Come commenta la presa di posizione del New York Times sugli hacker?
Il NYT ha criticato Putin sulla questione degli hacker russi dicendo che il presidente russo ha parlato di un qualche accordo per collaborare contro i cyber-pirati, ma che si tratta sicuramente di un tentativo di ignorare la questione.
Se non sbaglio anche Biden ha detto chiaramente che gli hacker non sono manovrati dal governo russo, ma dalla criminalità.
Le discussioni sugli attacchi cyber sono state centrali, si sapeva già, l’obbiettivo era di stabilire un consiglio congiunto per lavorare contro gli attacchi informatici che secondo gli Usa non sono guidati da Mosca ma da gruppi criminali, mentre la Russia accusa gruppi criminali americani. Ma il NYT come suo solito ha cercato di riportare tutto alla sua visione, quella di accusare Putin di qualsiasi cosa ed evitare la collaborazione fra americani e russi.
Tornando al summit, forse la cosa più importante è stata quando Biden ha definito la Russia una grande potenza come gli Usa, al contrario di quando Obama disse che era solo una potenza regionale. Che ne pensa?
Assolutamente sì, questo è il lato pubblico di un processo già in atto. Gli Usa hanno proposto un dialogo fra grandi potenze, vogliono trattare la Russia come una grande potenza. Possiamo anche litigare su alcune cose ma dobbiamo collaborare su altre, è il messaggio. Un processo iniziato a livello di intelligence da settimane e che adesso continuerà perché è nell’interesse di entrambi.
Quali sono i punti principali di questo processo?
La guerra agli hacker, il controllo degli armamenti, i punti caldi come l’Iran, la Nord Corea, l’Afghanistan dove è importante che le grandi potenze lavorino insieme per la stabilità. Lo scopo di questo dialogo è proprio quello di arrivare a una stabilità fra le grandi potenze.
E la principale preoccupazione degli Stati Uniti?
L’avvicinamento strategico ed economico fra Russia e Cina. L’obiettivo principale della politica estera di Biden, nato con Obama e portato avanti in modo diverso da Trump, è la Cina, cioè come fermare la crescita dell’influenza cinese. L’Indo-Pacifico di cui tanto si parla è quella zona dell’Asia, compresa l’India, che comincia a essere più vicina agli Usa rispetto al passato e dove gli Usa contrastano l’espansionismo cinese. Che per ora è solo economico, ma in futuro potrebbe diventare anche militare.
Rompere la convergenza strategica di Russia e Cina è un’operazione che può riuscire?
La volontà di collaborare con la Russia mira proprio a capitalizzare la possibilità di dissidi tra Russia e Cina.
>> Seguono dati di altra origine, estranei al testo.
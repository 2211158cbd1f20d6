//! Status cards for the left column: battery, speed and power.
//!
//! Each card follows the same layout inside its panel:
//!
//! ```text
//! ┌────────────────┐
//! │ [icon]       ● │  icon + pulsing accent dot
//! │ BATTERY        │  title
//! │ 85 %           │  value + unit
//! │ Discharging    │  subtitle
//! └────────────────┘
//! ```

use core::fmt::Write;

use embedded_graphics::pixelcolor::Rgb565;
use embedded_graphics::prelude::*;
use embedded_graphics::primitives::Rectangle;
use embedded_graphics::text::Text;
use heapless::String;

use super::icons::{draw_battery_icon, draw_navigation_icon, draw_zap_icon};
use super::primitives::{draw_dot, draw_panel};
use crate::animations::lerp_rgb565;
use crate::colors::{BLUE_500, GRAY_800, GREEN_500, YELLOW_500};
use crate::config::{BODY_TOP, CARD_COUNT, CARD_HEIGHT, GAP, LEFT_COL_X, SIDE_COL_WIDTH};
use crate::styles::{LABEL_STYLE_LIGHT, LABEL_STYLE_MUTED, VALUE_STYLE_MEDIUM};
use crate::telemetry::BotTelemetrySnapshot;

/// Pulse dot diameter.
const DOT_SIZE: u32 = 8;

/// How far the dot fades toward the panel color on the "off" phase.
const DOT_DIM: f32 = 0.6;

/// Icon drawn in a card's top-left corner.
#[derive(Clone, Copy, Debug, PartialEq, Eq)]
pub enum CardIcon {
    Battery,
    Navigation,
    Zap,
}

/// Content of one status card.
pub struct StatusCard<'a> {
    pub icon: CardIcon,
    pub title: &'a str,
    pub value: &'a str,
    pub unit: &'a str,
    pub accent: Rgb565,
    pub subtitle: &'a str,
}

/// Panel rectangle of the card at `index` (0 = top).
pub const fn card_area(index: u32) -> Rectangle {
    Rectangle::new(
        Point::new(LEFT_COL_X as i32, (BODY_TOP + index * (CARD_HEIGHT + GAP)) as i32),
        Size::new(SIDE_COL_WIDTH, CARD_HEIGHT),
    )
}

/// Draw one status card into `area`.
pub fn draw_status_card<D>(display: &mut D, area: Rectangle, card: &StatusCard<'_>, pulse_on: bool)
where
    D: DrawTarget<Color = Rgb565>,
{
    draw_panel(display, area, card.accent);

    let origin = area.top_left;
    let icon_pos = origin + Point::new(8, 8);
    match card.icon {
        CardIcon::Battery => draw_battery_icon(display, icon_pos, card.accent),
        CardIcon::Navigation => draw_navigation_icon(display, icon_pos, card.accent),
        CardIcon::Zap => draw_zap_icon(display, icon_pos, card.accent),
    }

    let dot_color = if pulse_on { card.accent } else { lerp_rgb565(card.accent, GRAY_800, DOT_DIM) };
    draw_dot(
        display,
        origin + Point::new(area.size.width as i32 - 12, 16),
        DOT_SIZE,
        dot_color,
    );

    Text::new(card.title, origin + Point::new(8, 38), LABEL_STYLE_LIGHT)
        .draw(display)
        .ok();

    let value_pos = origin + Point::new(8, 60);
    let next = Text::new(card.value, value_pos, VALUE_STYLE_MEDIUM)
        .draw(display)
        .unwrap_or(value_pos);
    Text::new(card.unit, next + Point::new(3, 0), LABEL_STYLE_MUTED)
        .draw(display)
        .ok();

    Text::new(card.subtitle, origin + Point::new(8, 75), LABEL_STYLE_MUTED)
        .draw(display)
        .ok();
}

/// Draw the three status cards from the snapshot.
///
/// Returns the number of cards drawn (for profiling).
pub fn draw_status_cards<D>(display: &mut D, snapshot: &BotTelemetrySnapshot, pulse_on: bool) -> u32
where
    D: DrawTarget<Color = Rgb565>,
{
    let mut battery: String<8> = String::new();
    let _ = write!(battery, "{}", snapshot.battery_level);
    let mut speed: String<8> = String::new();
    let _ = write!(speed, "{:.1}", snapshot.speed);
    let mut power: String<8> = String::new();
    let _ = write!(power, "{:.1}", snapshot.power_generation);

    let cards = [
        StatusCard {
            icon: CardIcon::Battery,
            title: "BATTERY",
            value: &battery,
            unit: "%",
            accent: GREEN_500,
            subtitle: snapshot.battery_status(),
        },
        StatusCard {
            icon: CardIcon::Navigation,
            title: "SPEED",
            value: &speed,
            unit: "m/s",
            accent: BLUE_500,
            subtitle: "Current velocity",
        },
        StatusCard {
            icon: CardIcon::Zap,
            title: "POWER",
            value: &power,
            unit: "kW",
            accent: YELLOW_500,
            subtitle: "Generation rate",
        },
    ];

    for (index, card) in (0..CARD_COUNT).zip(cards.iter()) {
        draw_status_card(display, card_area(index), card, pulse_on);
    }
    CARD_COUNT
}

#[cfg(test)]
mod tests {
    use embedded_graphics_simulator::SimulatorDisplay;

    use super::*;
    use crate::config::{SCREEN_HEIGHT, SCREEN_WIDTH};

    fn display() -> SimulatorDisplay<Rgb565> {
        SimulatorDisplay::new(Size::new(SCREEN_WIDTH, SCREEN_HEIGHT))
    }

    fn dot_center(index: u32) -> Point {
        let area = card_area(index);
        area.top_left + Point::new(area.size.width as i32 - 12, 16)
    }

    #[test]
    fn test_card_areas_stack_without_overlap() {
        for i in 1..CARD_COUNT {
            let above = card_area(i - 1);
            let below = card_area(i);
            let above_bottom = above.top_left.y + above.size.height as i32;
            assert!(above_bottom < below.top_left.y, "Card {i} overlaps the card above");
        }
    }

    #[test]
    fn test_cards_use_accent_borders() {
        let mut d = display();
        let snap = BotTelemetrySnapshot::seeded(0.0);
        assert_eq!(draw_status_cards(&mut d, &snap, true), 3);

        let accents = [GREEN_500, BLUE_500, YELLOW_500];
        for (i, accent) in (0..CARD_COUNT).zip(accents) {
            let area = card_area(i);
            let top_mid = area.top_left + Point::new(area.size.width as i32 / 2, 0);
            assert_eq!(d.get_pixel(top_mid), accent, "Card {i} border should use its accent");
            assert_eq!(d.get_pixel(dot_center(i)), accent, "Card {i} dot should be lit");
        }
    }

    #[test]
    fn test_dot_dims_off_phase() {
        let mut d = display();
        let snap = BotTelemetrySnapshot::seeded(0.0);
        draw_status_cards(&mut d, &snap, false);

        let dimmed = d.get_pixel(dot_center(0));
        assert_ne!(dimmed, GREEN_500, "Dot should fade on the off phase");
        assert_ne!(dimmed, GRAY_800, "Dot should stay visible on the off phase");
    }
}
Questa però è una speranza che nessuno sa se si avvererà. A Washington c’è l’idea che l’espansione cinese aumenterà i dissidi con la Russia. Lo stiamo vedendo in Iran, dove la Cina ha firmato un accordo pluridecennale di collaborazione e la Russia sta cercando di reagire con nuovi accordi.
Quindi cosa promette l’America a Putin?
Putin ha bisogno di qualcosa in cambio, ma soprattutto di rispetto come grande potenza. Sulla questione dei diritti umani Putin sa come rispondere, lo ha fatto citando Guantanamo. Per Biden è un obbligo parlare di Navalnyj, ma è evidente che non vuole che la questione sia di intralcio a obbiettivi più ampi. Putin vuole rassicurazioni sulle questioni militari strategiche, l’accerchiamento della Nato, dall’Ucraina ai Baltici, e gli Usa vogliono evitare che si sentano provocati e intervengano ancora in Ucraina.
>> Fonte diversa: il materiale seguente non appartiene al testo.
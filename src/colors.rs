//! Color palette for the Solar Bot dashboard.
//!
//! The palette follows a dark slate theme: near-black panels, gray borders and
//! saturated accents for each telemetry group. Colors are authored as 8-bit
//! RGB triples and packed into RGB565 at compile time with [`rgb`].
//!
//! ## Rgb565 Color Format
//!
//! Rgb565 uses 16 bits per pixel: 5 bits red, 6 bits green, 5 bits blue.
//! Packing drops the low bits of each channel, so two nearby 8-bit colors may
//! map to the same RGB565 value.

use embedded_graphics::pixelcolor::{Rgb565, RgbColor};

/// Pack an 8-bit RGB triple into RGB565.
pub const fn rgb(r: u8, g: u8, b: u8) -> Rgb565 {
    Rgb565::new(r >> 3, g >> 2, b >> 3)
}

// =============================================================================
// Standard Colors
// =============================================================================

/// Pure black. Logo backing and debug page background.
pub const BLACK: Rgb565 = Rgb565::BLACK;

/// Pure white. Primary text.
pub const WHITE: Rgb565 = Rgb565::WHITE;

// =============================================================================
// Neutrals
// =============================================================================

/// Darkest panel shade, also the top of the backdrop gradient.
pub const GRAY_900: Rgb565 = rgb(17, 24, 39);

/// Panel fill.
pub const GRAY_800: Rgb565 = rgb(31, 41, 55);

/// Gauge and bar tracks.
pub const GRAY_700: Rgb565 = rgb(55, 65, 81);

/// Neutral borders.
pub const GRAY_600: Rgb565 = rgb(75, 85, 99);

/// Secondary text (units, subtitles).
pub const GRAY_400: Rgb565 = rgb(156, 163, 175);

/// Label text.
pub const GRAY_300: Rgb565 = rgb(209, 213, 219);

// =============================================================================
// Backdrop
// =============================================================================

/// Middle stop of the backdrop gradient.
pub const BLUE_900: Rgb565 = rgb(30, 58, 138);

/// Bottom stop of the backdrop gradient.
pub const PURPLE_900: Rgb565 = rgb(88, 28, 135);

// =============================================================================
// Accents
// =============================================================================

/// Speed card accent and first stop of the progress gradient.
pub const BLUE_500: Rgb565 = rgb(59, 130, 246);

/// Z-axis gyroscope bar.
pub const BLUE_400: Rgb565 = rgb(96, 165, 250);

/// Progress panel border and middle stop of the progress gradient.
pub const PURPLE_500: Rgb565 = rgb(139, 92, 246);

/// Last stop of the progress gradient.
pub const PINK_500: Rgb565 = rgb(236, 72, 153);

/// Battery card accent, gyroscope panel border, Y-axis bar.
pub const GREEN_500: Rgb565 = rgb(34, 197, 94);

/// ACTIVE status text.
pub const GREEN_400: Rgb565 = rgb(74, 222, 128);

/// ONLINE badge fill.
pub const GREEN_600: Rgb565 = rgb(22, 163, 74);

/// X-axis gyroscope bar and low end of the stability gradient.
pub const RED_500: Rgb565 = rgb(239, 68, 68);

/// OFFLINE badge and alert overlay fill.
pub const RED_600: Rgb565 = rgb(220, 38, 38);

/// Alert overlay border.
pub const RED_400: Rgb565 = rgb(248, 113, 113);

/// Power card accent and middle of the stability gradient.
pub const YELLOW_500: Rgb565 = rgb(234, 179, 8);

/// PAUSED status text and environment accent.
pub const ORANGE_400: Rgb565 = rgb(251, 146, 60);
L’accordo sull’Ucraina non appare molto complicato?
Prima del vertice il presidente ucraino aveva avvertito che qualora si fosse deciso qualcosa non lo avrebbero accettato. Ricordiamo una cosa: Putin non è la destra in Russia, l’opposizione più forte viene da destra, non dai liberal o dalla sinistra. Si trova in una situazione paradossale: vuole farsi rispettare ma non deve sembrare troppo amico degli Usa perché questo alimenterebbe l’opposizione della destra. La collaborazione tra i due paesi sarà sempre limitata però può portare a una maggiore stabilità.